• [What to produce]: Scan the data below and state how many of its lines contain the word "Mutex", giving only the figure.

START Records provided

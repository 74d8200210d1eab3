//! Append-only CSV audit log of discovered credentials.
//!
//! The file is created once per run with a header row. Each successful
//! attempt becomes one row, written and flushed under a single lock so a
//! crash after [`AuditLog::record`] returns cannot lose it.
use std::fs::File;
use std::path::{Path, PathBuf};
use std::sync::Mutex;

use anyhow::{Context, Result};
use chrono::{DateTime, Local};
use csv::{Writer, WriterBuilder};
use serde::Serialize;

use crate::credential::{Credential, Target};
use crate::probe::Outcome;

pub const HEADER: [&str; 7] = [
    "IP Address",
    "Username",
    "Password",
    "Port",
    "Service",
    "Status",
    "Timestamp",
];

const ROW_TIMESTAMP_FORMAT: &str = "%Y-%m-%d %H:%M:%S";

/// One attempt and its result. Only successes reach the file.
#[derive(Debug, Clone)]
pub struct AttemptRecord {
    pub target: Target,
    pub credential: Credential,
    pub protocol_name: &'static str,
    pub outcome: Outcome,
    pub timestamp: DateTime<Local>,
}

impl AttemptRecord {
    pub fn new(
        target: &Target,
        credential: &Credential,
        protocol_name: &'static str,
        outcome: Outcome,
    ) -> Self {
        Self {
            target: target.clone(),
            credential: credential.clone(),
            protocol_name,
            outcome,
            timestamp: Local::now(),
        }
    }
}

#[derive(Debug, Serialize)]
struct AuditRow<'a> {
    host: &'a str,
    username: &'a str,
    password: &'a str,
    port: u16,
    service: &'a str,
    status: &'a str,
    timestamp: String,
}

impl<'a> From<&'a AttemptRecord> for AuditRow<'a> {
    fn from(r: &'a AttemptRecord) -> Self {
        Self {
            host: &r.target.host,
            username: &r.credential.username,
            password: &r.credential.password,
            port: r.target.port,
            service: r.protocol_name,
            status: "OK",
            timestamp: r.timestamp.format(ROW_TIMESTAMP_FORMAT).to_string(),
        }
    }
}

#[derive(Debug)]
pub struct AuditLog {
    path: PathBuf,
    writer: Mutex<Writer<File>>,
}

impl AuditLog {
    /// Create `mikrotik_creds_<host>_<timestamp>.csv` in `dir` and write the
    /// header.
    pub fn create<P: AsRef<Path>>(dir: P, host: &str) -> Result<Self> {
        let path = dir.as_ref().join(file_name(host, Local::now()));
        Self::create_at(path)
    }

    /// Create the log at an explicit path.
    pub fn create_at<P: Into<PathBuf>>(path: P) -> Result<Self> {
        let path = path.into();
        let mut wtr = WriterBuilder::new()
            .has_headers(false)
            .from_path(&path)
            .with_context(|| format!("create {}", path.display()))?;
        wtr.write_record(HEADER)?;
        wtr.flush()?;
        Ok(Self {
            path,
            writer: Mutex::new(wtr),
        })
    }

    pub fn path(&self) -> &Path {
        &self.path
    }

    /// Append `record` if it is a success. Returns whether a row was written.
    pub fn record(&self, record: &AttemptRecord) -> Result<bool> {
        if !record.outcome.is_success() {
            return Ok(false);
        }
        let mut wtr = self
            .writer
            .lock()
            .unwrap_or_else(|poisoned| poisoned.into_inner());
        wtr.serialize(AuditRow::from(record))
            .with_context(|| format!("write {}", self.path.display()))?;
        wtr.flush()
            .with_context(|| format!("flush {}", self.path.display()))?;
        Ok(true)
    }
}

/// Audit file name for `host` at `at`. Path separators and `:` in the host
/// are replaced so IPv6 literals yield a valid name.
pub fn file_name(host: &str, at: DateTime<Local>) -> String {
    let safe: String = host
        .chars()
        .map(|c| match c {
            ':' | '/' | '\\' => '_',
            c => c,
        })
        .collect();
    format!("mikrotik_creds_{}_{}.csv", safe, at.format("%Y%m%d_%H%M%S"))
}

#[cfg(test)]
mod tests {
    use super::*;
    use crate::probe::FailureReason;
    use chrono::TimeZone;
    use tempfile::tempdir;

    fn record(outcome: Outcome) -> AttemptRecord {
        AttemptRecord::new(
            &Target::new("10.0.0.1", 8291),
            &Credential::new("admin", "secret"),
            "handshake",
            outcome,
        )
    }

    #[test]
    fn header_is_flushed_on_create() {
        let dir = tempdir().unwrap();
        let log = AuditLog::create(dir.path(), "10.0.0.1").unwrap();
        let content = std::fs::read_to_string(log.path()).unwrap();
        assert_eq!(
            content,
            "IP Address,Username,Password,Port,Service,Status,Timestamp\n"
        );
    }

    #[test]
    fn only_successes_are_written() {
        let dir = tempdir().unwrap();
        let log = AuditLog::create_at(dir.path().join("audit.csv")).unwrap();
        assert!(!log.record(&record(Outcome::Failure(FailureReason::Rejected))).unwrap());
        assert!(log.record(&record(Outcome::Success)).unwrap());

        let mut rdr = csv::Reader::from_path(log.path()).unwrap();
        let rows: Vec<csv::StringRecord> = rdr.records().map(|r| r.unwrap()).collect();
        assert_eq!(rows.len(), 1);
        assert_eq!(&rows[0][0], "10.0.0.1");
        assert_eq!(&rows[0][1], "admin");
        assert_eq!(&rows[0][2], "secret");
        assert_eq!(&rows[0][3], "8291");
        assert_eq!(&rows[0][4], "handshake");
        assert_eq!(&rows[0][5], "OK");
        assert_eq!(rows[0][6].len(), "2024-01-01 00:00:00".len());
    }

    #[test]
    fn concurrent_records_are_whole_rows() {
        let dir = tempdir().unwrap();
        let log = AuditLog::create_at(dir.path().join("audit.csv")).unwrap();
        let writers = 16;
        std::thread::scope(|scope| {
            for i in 0..writers {
                let log = &log;
                scope.spawn(move || {
                    let record = AttemptRecord::new(
                        &Target::new("10.0.0.1", 8291),
                        &Credential::new(format!("user{i}"), "p,with \"quotes\"".repeat(200)),
                        "handshake",
                        Outcome::Success,
                    );
                    assert!(log.record(&record).unwrap());
                });
            }
        });

        let mut rdr = csv::Reader::from_path(log.path()).unwrap();
        assert_eq!(rdr.headers().unwrap(), &csv::StringRecord::from(HEADER.to_vec()));
        let rows: Vec<csv::StringRecord> = rdr.records().map(|r| r.unwrap()).collect();
        assert_eq!(rows.len(), writers);
        let mut users: Vec<&str> = rows.iter().map(|r| r.get(1).unwrap()).collect();
        users.sort_unstable();
        users.dedup();
        assert_eq!(users.len(), writers);
        for row in &rows {
            assert_eq!(row.len(), 7);
            assert_eq!(&row[5], "OK");
        }
    }

    #[test]
    fn file_name_embeds_host_and_time() {
        let at = Local.with_ymd_and_hms(2024, 3, 9, 14, 5, 7).unwrap();
        assert_eq!(
            file_name("192.168.88.1", at),
            "mikrotik_creds_192.168.88.1_20240309_140507.csv"
        );
        assert_eq!(file_name("fe80::1", at), "mikrotik_creds_fe80__1_20240309_140507.csv");
    }
}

END Records provided

• [Output for this exercise]: 3